PARENTING A CHILD WHO CANNOT SPEAK
PARENTING A CHILD WHO CANNOT SPEAK RAISES MANY KINDS OF EMOTIONS
Having a child or young person who has situational difficulties in speaking can raise many difficult and conflicting emotions for parents and others close to the child or young person. Many parents fear and worry about how their child will manage in kindergarten, school, with friends and in hobbies if they cannot speak. Will their child make friends, will he or she be teased or left alone? These are common worries of parents with children who have situational difficulties in speaking. A parent would like to protect their child from anxiety-causing situations, but at the same time, let go and encourage the child, and trust that they will be fine. Unsuccessful attempts at encouragement and increases in a child’s anxiety can challenge the belief that the situation could go better the next time.
When a child’s situational difficulties in speaking have just begun or parents begin to suspect it, often parents become filled with uncertainty and worry. Will my child receive enough help and support for their difficulty? Am I able to sufficiently support my child in this matter? What kind of support and help will I need for my parenting? Do I have people around me who will support and help me and my family? How will I take care of myself so that I can cope and support my child?
Situational difficulties in speaking are relatively rare, therefore it is possible that your circle of acquaintances has no other parents who have children with the same difficulty. accessing care may be difficult and waiting may be frustrating. Children who have situational difficulties in speaking are usually quiet and invisible, therefore their needs can be pushed to the side in the busy daily life of kindergarten and school. A parent may find it difficult or embarrassing to always be their child’s voice for teachers and carers when reminding to pay attention to the perspective of a child who cannot speak.
A CHILD'S DIFFICULTY IN SPEAKING CAN RAISE FEELINGS OF GUILT
Many parents may feel guilt that they have caused their child’s difficulty. It is currently known that the reasons for situational difficulties in speaking are many, which include a genetic genetic susceptibility as well as other predisposing factors. A parent may blame themselves if a child’s difficulty in speaking began, for example, when the child began kindergarten or school, or when parents separated: Could I have supported my child better? Why was I not more support to my child when the difficulties in speaking began, or when it got worse? It is important to remember, however, that a child’s situational difficulty in speaking is never a parent’s fault. Many unpredictable things happen in life, and it is impossible to prevent or predict these.

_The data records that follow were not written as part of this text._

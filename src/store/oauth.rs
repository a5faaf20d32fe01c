//! Access tokens for service-account credentials
//!
//! An RS256-signed assertion is exchanged at the key's token endpoint for a
//! bearer token, which is reused until shortly before it expires.

use std::time::{Duration, Instant, SystemTime, UNIX_EPOCH};

use jsonwebtoken::{Algorithm, Header};
use reqwest::Client;
use serde::{Deserialize, Serialize};
use tokio::sync::Mutex;
use tracing::debug;

use super::{clip_body, request_error, ServiceAccountKey, StoreError};

const SCOPES: &str = "https://www.googleapis.com/auth/firebase.database \
                      https://www.googleapis.com/auth/userinfo.email";
const GRANT_TYPE: &str = "urn:ietf:params:oauth:grant-type:jwt-bearer";

/// Lifetime requested for each assertion, the longest Google accepts
const ASSERTION_LIFETIME_SECS: u64 = 3600;

/// Tokens are replaced this long before they expire
const REFRESH_MARGIN: Duration = Duration::from_secs(60);

#[derive(Serialize)]
struct Claims<'a> {
    iss: &'a str,
    scope: &'a str,
    aud: &'a str,
    iat: u64,
    exp: u64,
}

#[derive(Deserialize)]
struct TokenResponse {
    access_token: String,
    #[serde(default = "default_expires_in")]
    expires_in: u64,
}

fn default_expires_in() -> u64 {
    ASSERTION_LIFETIME_SECS
}

struct CachedToken {
    value: String,
    refresh_at: Instant,
}

/// Mints and caches access tokens for one service account
pub(crate) struct TokenSource {
    key: ServiceAccountKey,
    cached: Mutex<Option<CachedToken>>,
}

impl TokenSource {
    pub(crate) fn new(key: ServiceAccountKey) -> Self {
        Self {
            key,
            cached: Mutex::new(None),
        }
    }

    /// Current access token, exchanging a fresh one when needed
    pub(crate) async fn token(
        &self,
        client: &Client,
        timeout: Duration,
    ) -> Result<String, StoreError> {
        let mut cached = self.cached.lock().await;
        if let Some(token) = cached.as_ref() {
            if Instant::now() < token.refresh_at {
                return Ok(token.value.clone());
            }
        }

        let fresh = self.exchange(client, timeout).await?;
        let value = fresh.value.clone();
        *cached = Some(fresh);
        Ok(value)
    }

    async fn exchange(&self, client: &Client, timeout: Duration) -> Result<CachedToken, StoreError> {
        let now = SystemTime::now()
            .duration_since(UNIX_EPOCH)
            .map_err(|e| StoreError::Auth(format!("system clock is before 1970: {}", e)))?
            .as_secs();
        let claims = Claims {
            iss: &self.key.client_email,
            scope: SCOPES,
            aud: &self.key.token_uri,
            iat: now,
            exp: now + ASSERTION_LIFETIME_SECS,
        };
        let mut header = Header::new(Algorithm::RS256);
        header.kid = self.key.private_key_id.clone();
        let assertion = jsonwebtoken::encode(&header, &claims, &self.key.signing_key)
            .map_err(|e| StoreError::Auth(format!("cannot sign assertion: {}", e)))?;

        let requested = Instant::now();
        let resp = client
            .post(&self.key.token_uri)
            .form(&[("grant_type", GRANT_TYPE), ("assertion", assertion.as_str())])
            .timeout(timeout)
            .send()
            .await
            .map_err(|e| request_error(e, timeout))?;

        let status = resp.status();
        let text = resp.text().await.map_err(|e| request_error(e, timeout))?;
        if !status.is_success() {
            return Err(StoreError::Auth(format!(
                "token endpoint returned HTTP {}: {}",
                status.as_u16(),
                clip_body(text)
            )));
        }

        let token: TokenResponse = serde_json::from_str(&text)
            .map_err(|e| StoreError::Auth(format!("unreadable token response: {}", e)))?;
        debug!(
            account = %self.key.client_email,
            expires_in = token.expires_in,
            "Access token refreshed"
        );

        let lifetime = Duration::from_secs(token.expires_in).saturating_sub(REFRESH_MARGIN);
        Ok(CachedToken {
            value: token.access_token,
            refresh_at: requested + lifetime,
        })
    }
}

It is very important that parents remember that they are usually very important people to their child. Instead of self-blame or asking ‘what if’ questions, it is important to think every day about your strengths as a parent: What makes me the best parent for my child? What are my strengths? What can I thank myself for as a parent and what am I proud of? What would my child say is the best thing about me as a parent?
IT IS IMPORTANT TO TAKE CARE OF YOUR ABILITY TO MANAGE
When your child has situational difficulties in speaking, it is important to take care of your own ability of manage and your resources. What helps me to relax and gather strength? When can I rest? What things and what activities give me strength? Who can I ask for help? Taking care of your own resources is necessary for you to be able to take care of your child’s needs.
One way to strengthen your ability to cope is giving and receiving peer support. This support can concern worries about difficult emotions worries about parenting but also sharing joyful moments with other parents is empowering and can lighten the worries connected with a child’s situational difficulties in speaking. Puheeksi ry wants to support parents’ wellbeing and coping mechanisms by developing peer support for families with children who have situational difficulties in speaking.